**EXERCISE INSTRUCTIONS:** Where the word "UnterminatedString" shows up in a line below, that line is counted. State how many lines are counted, without any other words.

**RECORDS SHOWN:**
╭──

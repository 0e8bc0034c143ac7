use crate::compiler::parser::{
    reader::Reader, token_data::LumaTokenData, token_kind::LumaTokenKind,
};
use crate::luma_vm::{LumaError, LumaResult};

/// The scanner. One pass over the source; whitespace and comments are
/// consumed in place, everything else becomes a token whose lexeme is a view
/// into the source buffer. The token stream always ends with `TkEof`.
pub struct LumaTokenize<'a> {
    reader: Reader<'a>,
    line: u32,
    line_start: usize,
}

impl<'a> LumaTokenize<'a> {
    pub fn new(reader: Reader<'a>) -> Self {
        LumaTokenize {
            reader,
            line: 1,
            line_start: 0,
        }
    }

    pub fn tokenize(mut self) -> LumaResult<Vec<LumaTokenData>> {
        let mut tokens = vec![];

        loop {
            self.skip_trivia();
            self.reader.reset_buff();
            let line = self.line;
            let col = self.col();

            if self.reader.is_eof() {
                tokens.push(LumaTokenData::new(
                    LumaTokenKind::TkEof,
                    self.reader.current_range(),
                    line,
                    col,
                ));
                break;
            }

            let kind = self.lex(line, col)?;
            tokens.push(LumaTokenData::new(
                kind,
                self.reader.current_range(),
                line,
                col,
            ));
        }

        Ok(tokens)
    }

    fn col(&self) -> u32 {
        (self.reader.offset() - self.line_start + 1) as u32
    }

    fn new_line(&mut self) {
        match self.reader.current_char() {
            // support \n or \n\r
            '\n' => {
                self.reader.bump();
                if self.reader.current_char() == '\r' {
                    self.reader.bump();
                }
            }
            // support \r or \r\n
            '\r' => {
                self.reader.bump();
                if self.reader.current_char() == '\n' {
                    self.reader.bump();
                }
            }
            _ => {}
        }
        self.line += 1;
        self.line_start = self.reader.offset();
    }

    fn skip_trivia(&mut self) {
        loop {
            match self.reader.current_char() {
                ' ' | '\t' | '\r' => self.reader.bump(),
                '\n' => self.new_line(),
                '-' if self.reader.next_char() == '-' => self.skip_comment(),
                _ => return,
            }
        }
    }

    /// Both comment forms. An unterminated long-bracket comment silently
    /// consumes the rest of the input.
    fn skip_comment(&mut self) {
        self.reader.bump();
        self.reader.bump();

        if self.reader.current_char() == '[' {
            let mut k = 1;
            while self.reader.char_at(k) == '=' {
                k += 1;
            }
            if self.reader.char_at(k) == '[' {
                for _ in 0..=k {
                    self.reader.bump();
                }
                self.read_long_bracket_body(k - 1);
                return;
            }
        }

        self.reader
            .eat_while(|ch| ch != '\n');
    }

    fn lex(&mut self, line: u32, col: u32) -> LumaResult<LumaTokenKind> {
        match self.reader.current_char() {
            '=' => {
                self.reader.bump();
                if self.reader.current_char() != '=' {
                    return Ok(LumaTokenKind::TkAssign);
                }
                self.reader.bump();
                Ok(LumaTokenKind::TkEq)
            }
            '~' => {
                self.reader.bump();
                if self.reader.current_char() != '=' {
                    return Ok(LumaTokenKind::TkBitXor);
                }
                self.reader.bump();
                Ok(LumaTokenKind::TkNe)
            }
            '<' => {
                self.reader.bump();
                match self.reader.current_char() {
                    '=' => {
                        self.reader.bump();
                        Ok(LumaTokenKind::TkLe)
                    }
                    '<' => {
                        self.reader.bump();
                        Ok(LumaTokenKind::TkShl)
                    }
                    _ => Ok(LumaTokenKind::TkLt),
                }
            }
            '>' => {
                self.reader.bump();
                match self.reader.current_char() {
                    '=' => {
                        self.reader.bump();
                        Ok(LumaTokenKind::TkGe)
                    }
                    '>' => {
                        self.reader.bump();
                        Ok(LumaTokenKind::TkShr)
                    }
                    _ => Ok(LumaTokenKind::TkGt),
                }
            }
            '/' => {
                self.reader.bump();
                if self.reader.current_char() != '/' {
                    return Ok(LumaTokenKind::TkDiv);
                }
                self.reader.bump();
                Ok(LumaTokenKind::TkIDiv)
            }
            ':' => {
                self.reader.bump();
                if self.reader.current_char() != ':' {
                    return Ok(LumaTokenKind::TkColon);
                }
                self.reader.bump();
                Ok(LumaTokenKind::TkDbColon)
            }
            '.' => {
                if self.reader.next_char().is_ascii_digit() {
                    return self.lex_number(line, col);
                }
                self.reader.bump();
                if self.reader.current_char() != '.' {
                    return Ok(LumaTokenKind::TkDot);
                }
                self.reader.bump();
                if self.reader.current_char() != '.' {
                    return Ok(LumaTokenKind::TkConcat);
                }
                self.reader.bump();
                Ok(LumaTokenKind::TkDots)
            }
            '"' | '\'' => {
                let quote = self.reader.current_char();
                self.reader.bump();
                self.lex_string(quote, line)
            }
            '[' => {
                let mut k = 1;
                while self.reader.char_at(k) == '=' {
                    k += 1;
                }
                if self.reader.char_at(k) == '[' {
                    for _ in 0..=k {
                        self.reader.bump();
                    }
                    if !self.read_long_bracket_body(k - 1) {
                        return Err(LumaError::UnterminatedLongBracket { line });
                    }
                    return Ok(LumaTokenKind::TkString);
                }
                if self.reader.next_char() == '=' {
                    // '[' followed by '='s without a second '[' cannot open
                    // anything valid
                    return Err(LumaError::UnexpectedCharacter {
                        ch: '=',
                        line,
                        col: col + 1,
                    });
                }
                self.reader.bump();
                Ok(LumaTokenKind::TkLeftBracket)
            }
            '0'..='9' => self.lex_number(line, col),
            '+' => {
                self.reader.bump();
                Ok(LumaTokenKind::TkPlus)
            }
            '-' => {
                self.reader.bump();
                Ok(LumaTokenKind::TkMinus)
            }
            '*' => {
                self.reader.bump();
                Ok(LumaTokenKind::TkMul)
            }
            '%' => {
                self.reader.bump();
                Ok(LumaTokenKind::TkMod)
            }
            '^' => {
                self.reader.bump();
                Ok(LumaTokenKind::TkPow)
            }
            '#' => {
                self.reader.bump();
                Ok(LumaTokenKind::TkLen)
            }
            '&' => {
                self.reader.bump();
                Ok(LumaTokenKind::TkBitAnd)
            }
            '|' => {
                self.reader.bump();
                Ok(LumaTokenKind::TkBitOr)
            }
            '(' => {
                self.reader.bump();
                Ok(LumaTokenKind::TkLeftParen)
            }
            ')' => {
                self.reader.bump();
                Ok(LumaTokenKind::TkRightParen)
            }
            '{' => {
                self.reader.bump();
                Ok(LumaTokenKind::TkLeftBrace)
            }
            '}' => {
                self.reader.bump();
                Ok(LumaTokenKind::TkRightBrace)
            }
            ']' => {
                self.reader.bump();
                Ok(LumaTokenKind::TkRightBracket)
            }
            ';' => {
                self.reader.bump();
                Ok(LumaTokenKind::TkSemicolon)
            }
            ',' => {
                self.reader.bump();
                Ok(LumaTokenKind::TkComma)
            }
            ch if is_name_start(ch) => {
                self.reader.bump();
                self.reader.eat_while(is_name_continue);
                Ok(name_to_kind(self.reader.current_text()))
            }
            ch => Err(LumaError::UnexpectedCharacter { ch, line, col }),
        }
    }

    fn lex_string(&mut self, quote: char, line: u32) -> LumaResult<LumaTokenKind> {
        loop {
            if self.reader.is_eof() {
                return Err(LumaError::UnterminatedString { line });
            }
            match self.reader.current_char() {
                ch if ch == quote => {
                    self.reader.bump();
                    return Ok(LumaTokenKind::TkString);
                }
                '\n' => return Err(LumaError::UnterminatedString { line }),
                '\\' => {
                    // escapes pass through untouched; the parser decodes the
                    // logical content when it strips the delimiters
                    self.reader.bump();
                    match self.reader.current_char() {
                        '\r' | '\n' => self.new_line(),
                        _ => {
                            if !self.reader.is_eof() {
                                self.reader.bump();
                            }
                        }
                    }
                }
                _ => self.reader.bump(),
            }
        }
    }

    /// Consume a long-bracket body up to `]` + level `=`s + `]`. Returns
    /// false when the input runs out first.
    fn read_long_bracket_body(&mut self, level: usize) -> bool {
        loop {
            if self.reader.is_eof() {
                return false;
            }
            match self.reader.current_char() {
                ']' => {
                    self.reader.bump();
                    let count = self.reader.eat_when('=');
                    if count == level && self.reader.current_char() == ']' {
                        self.reader.bump();
                        return true;
                    }
                }
                '\n' => self.new_line(),
                _ => self.reader.bump(),
            }
        }
    }

    fn lex_number(&mut self, line: u32, col: u32) -> LumaResult<LumaTokenKind> {
        let mut is_float = false;

        if self.reader.current_char() == '0'
            && matches!(self.reader.next_char(), 'x' | 'X')
        {
            self.reader.bump();
            self.reader.bump();
            let digits = self.reader.eat_while(|ch| ch.is_ascii_hexdigit());
            if digits == 0 || self.reader.current_char() == '.' {
                // hexadecimal literals are integer-only
                return Err(LumaError::InvalidNumber { line, col });
            }
            if is_name_continue(self.reader.current_char()) {
                return Err(LumaError::InvalidNumber { line, col });
            }
            return Ok(LumaTokenKind::TkInt);
        }

        if self.reader.current_char() == '.' {
            // leading '.' before digits
            is_float = true;
            self.reader.bump();
        }
        self.reader.eat_while(|ch| ch.is_ascii_digit());

        // a '.' starts a fractional part only when digits follow; digits
        // followed by '..' leave the dots for the concat operator
        if !is_float
            && self.reader.current_char() == '.'
            && self.reader.next_char().is_ascii_digit()
        {
            is_float = true;
            self.reader.bump();
            self.reader.eat_while(|ch| ch.is_ascii_digit());
        }

        if matches!(self.reader.current_char(), 'e' | 'E') {
            let (skip, digit) = match self.reader.next_char() {
                '+' | '-' => (2, self.reader.char_at(2)),
                ch => (1, ch),
            };
            if !digit.is_ascii_digit() {
                return Err(LumaError::InvalidNumber { line, col });
            }
            for _ in 0..skip {
                self.reader.bump();
            }
            self.reader.eat_while(|ch| ch.is_ascii_digit());
            is_float = true;
        }

        if is_name_continue(self.reader.current_char()) {
            return Err(LumaError::InvalidNumber { line, col });
        }

        Ok(if is_float {
            LumaTokenKind::TkFloat
        } else {
            LumaTokenKind::TkInt
        })
    }
}

fn name_to_kind(name: &str) -> LumaTokenKind {
    match name {
        "and" => LumaTokenKind::TkAnd,
        "break" => LumaTokenKind::TkBreak,
        "do" => LumaTokenKind::TkDo,
        "else" => LumaTokenKind::TkElse,
        "elseif" => LumaTokenKind::TkElseIf,
        "end" => LumaTokenKind::TkEnd,
        "false" => LumaTokenKind::TkFalse,
        "for" => LumaTokenKind::TkFor,
        "function" => LumaTokenKind::TkFunction,
        "if" => LumaTokenKind::TkIf,
        "in" => LumaTokenKind::TkIn,
        "local" => LumaTokenKind::TkLocal,
        "nil" => LumaTokenKind::TkNil,
        "not" => LumaTokenKind::TkNot,
        "or" => LumaTokenKind::TkOr,
        "repeat" => LumaTokenKind::TkRepeat,
        "return" => LumaTokenKind::TkReturn,
        "then" => LumaTokenKind::TkThen,
        "true" => LumaTokenKind::TkTrue,
        "until" => LumaTokenKind::TkUntil,
        "while" => LumaTokenKind::TkWhile,
        _ => LumaTokenKind::TkName,
    }
}

fn is_name_start(ch: char) -> bool {
    ch.is_ascii_alphabetic() || ch == '_'
}

fn is_name_continue(ch: char) -> bool {
    ch.is_ascii_alphanumeric() || ch == '_'
}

╰──

**COMPLETED EXERCISE:** 2